#### The problem:
Lines where the string "style" appears are to be copied from the entries below.

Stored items
use console::style;
use geometa_core::{ArtifactFailure, MetadataError};
use serde::Serialize;
use std::fmt;
use std::path::Path;

/// Error presenter with context and suggestions
#[derive(Serialize)]
pub struct CliError {
    pub message: String,
    #[serde(skip_serializing_if = "Option::is_none")]
    pub context: Option<String>,
    #[serde(skip_serializing_if = "Vec::is_empty")]
    pub suggestions: Vec<String>,
    #[serde(skip_serializing_if = "Option::is_none")]
    pub help_command: Option<String>,
}

impl CliError {
    pub fn new(message: impl Into<String>) -> Self {
        Self {
            message: message.into(),
            context: None,
            suggestions: Vec::new(),
            help_command: None,
        }
    }

    pub fn with_context(mut self, context: impl Into<String>) -> Self {
        self.context = Some(context.into());
        self
    }

    pub fn with_suggestion(mut self, suggestion: impl Into<String>) -> Self {
        self.suggestions.push(suggestion.into());
        self
    }

    pub fn with_help(mut self, command: impl Into<String>) -> Self {
        self.help_command = Some(command.into());
        self
    }

    pub fn display(&self, json: bool) {
        if json {
            let output = serde_json::json!({ "status": "error", "error": self });
            eprintln!("{:#}", output);
            return;
        }

        eprintln!("{} {}\n", style("✗").red().bold(), style(&self.message).red().bold());

        if let Some(ref context) = self.context {
            eprintln!("{}", context);
            eprintln!();
        }

        if !self.suggestions.is_empty() {
            eprintln!("{}", style("To fix this:").yellow().bold());
            for (i, suggestion) in self.suggestions.iter().enumerate() {
                eprintln!("  {}. {}", i + 1, suggestion);
            }
            eprintln!();
        }

        if let Some(ref help_cmd) = self.help_command {
            eprintln!("{} {}", style("Need help?").cyan(), style(help_cmd).cyan().bold());
        }
    }
}

impl fmt::Display for CliError {
    fn fmt(&self, f: &mut fmt::Formatter<'_>) -> fmt::Result {
        write!(f, "{}", self.message)
    }
}

impl fmt::Debug for CliError {
    fn fmt(&self, f: &mut fmt::Formatter<'_>) -> fmt::Result {
        write!(f, "{}", self.message)
    }
}

impl std::error::Error for CliError {}

/// Create error for an unknown or empty dataset type
pub fn invalid_input(reason: &str) -> CliError {
    CliError::new("Invalid input")
        .with_context(format!("Nothing was written.\n\nReason: {}", reason))
        .with_suggestion("Pass --type terrain for digital terrain models")
        .with_suggestion("Pass --type orthoimage for orthoimages")
        .with_help("Run: geometa generate --help")
}

/// Create error for a dataset that cannot be opened or read
pub fn dataset_unreadable(path: &Path, reason: &str) -> CliError {
    CliError::new("Cannot read dataset")
        .with_context(format!(
            "The raster could not be opened or read. Nothing was written.\n\nPath: {}\nReason: {}",
            path.display(),
            reason
        ))
        .with_suggestion("Check the path and file permissions")
        .with_suggestion("Untagged TIFFs need a .tfw (or .wld) world file beside them")
        .with_help("Run: geometa inspect <PATH>")
}

/// Create error for a run where no artifact could be written
pub fn generation_failed(failures: &[ArtifactFailure]) -> CliError {
    let list = failures
        .iter()
        .map(|f| format!("  {}: {}", f.kind, f.message))
        .collect::<Vec<_>>()
        .join("\n");

    CliError::new("No artifact could be produced")
        .with_context(format!("Every exporter failed:\n\n{}", list))
        .with_suggestion("Check that the output directory is writable")
        .with_suggestion("Run with RUST_LOG=debug for exporter details")
}

/// Create error for invalid configuration
pub fn invalid_config(key: &str, reason: &str) -> CliError {
    CliError::new(format!("Invalid configuration: {}", key))
        .with_context(format!("Configuration value is invalid.\n\nReason: {}", reason))
        .with_suggestion("Check geometa.toml and the GEOMETA_* environment variables")
        .with_suggestion("Or write a fresh starter file: geometa init --force")
        .with_help("Run: geometa config")
}

/// Create error for a missing required configuration value
pub fn missing_config(key: &str) -> CliError {
    CliError::new(format!("Missing configuration: {}", key))
        .with_context("The organization profile is incomplete.")
        .with_suggestion(format!("Set {} in the profile", key))
        .with_help("Run: geometa init --help")
}

/// Create error for an existing config file
pub fn config_exists(path: &Path) -> CliError {
    CliError::new("Configuration already exists")
        .with_context(format!("Found: {}", path.display()))
        .with_suggestion("Use --force to overwrite it")
        .with_help("Run: geometa init --help")
}

/// Create error for a batch directory without rasters
pub fn no_rasters(dir: &Path) -> CliError {
    CliError::new("No rasters found")
        .with_context(format!("No .tif or .tiff files in {}", dir.display()))
        .with_suggestion("Use --recursive to descend into subdirectories")
        .with_help("Run: geometa batch --help")
}

/// Convert anyhow::Error to CliError with context
pub fn from_anyhow(error: anyhow::Error) -> CliError {
    let error = match error.downcast::<CliError>() {
        Ok(err) => return err,
        Err(error) => error,
    };

    match error.downcast_ref::<MetadataError>() {
        Some(MetadataError::InvalidInput { reason }) => invalid_input(reason),
        Some(MetadataError::DatasetRead { path, reason }) => dataset_unreadable(path, reason),
        Some(MetadataError::GenerationFailed { failures }) => generation_failed(failures),
        Some(MetadataError::ConfigInvalid { key, reason }) => invalid_config(key, reason),
        Some(MetadataError::ConfigMissing { key }) => missing_config(key),
        _ => {
            let message = error.to_string();
            if message.contains("Permission denied") {
                CliError::new("Permission denied")
                    .with_context(format!("Error: {:#}", error))
                    .with_suggestion("Check file permissions")
            } else {
                CliError::new(format!("{:#}", error))
            }
        }
    }
}

#[cfg(test)]
mod tests {
    use super::*;
    use geometa_core::models::ArtifactKind;
    use std::path::PathBuf;

    #[test]
    fn test_metadata_errors_get_suggestions() {
        let err = from_anyhow(anyhow::Error::new(MetadataError::invalid_input("unknown dataset type 'dem'")));
        assert_eq!(err.message, "Invalid input");
        assert!(err.context.unwrap().contains("dem"));
        assert_eq!(err.suggestions.len(), 2);

        let err = from_anyhow(anyhow::Error::new(MetadataError::dataset_read(
            PathBuf::from("/data/missing.tif"),
            "No such file or directory",
        )));
        assert_eq!(err.message, "Cannot read dataset");
        assert!(err.context.unwrap().contains("/data/missing.tif"));
    }

    #[test]
    fn test_generation_failure_lists_every_artifact() {
        let failures = vec![
            ArtifactFailure { kind: ArtifactKind::Xml, message: "disk full".to_string() },
            ArtifactFailure { kind: ArtifactKind::Pdf, message: "disk full".to_string() },
        ];
        let err = from_anyhow(anyhow::Error::new(MetadataError::GenerationFailed { failures }));
        let context = err.context.unwrap();

        assert!(context.contains("xml: disk full"));
        assert!(context.contains("pdf: disk full"));
    }

    #[test]
    fn test_cli_error_passes_through() {
        let err = from_anyhow(anyhow::Error::new(no_rasters(Path::new("/data/empty"))));
        assert_eq!(err.message, "No rasters found");
        assert_eq!(err.help_command.as_deref(), Some("Run: geometa batch --help"));
    }

    #[test]
    fn test_other_errors_keep_their_chain() {
        let err = from_anyhow(anyhow::anyhow!("inner").context("outer"));
        assert_eq!(err.message, "outer: inner");
    }
}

#### Expected answer:
use console::style;
        eprintln!("{} {}\n", style("✗").red().bold(), style(&self.message).red().bold());
            eprintln!("{}", style("To fix this:").yellow().bold());
            eprintln!("{} {}", style("Need help?").cyan(), style(help_cmd).cyan().bold());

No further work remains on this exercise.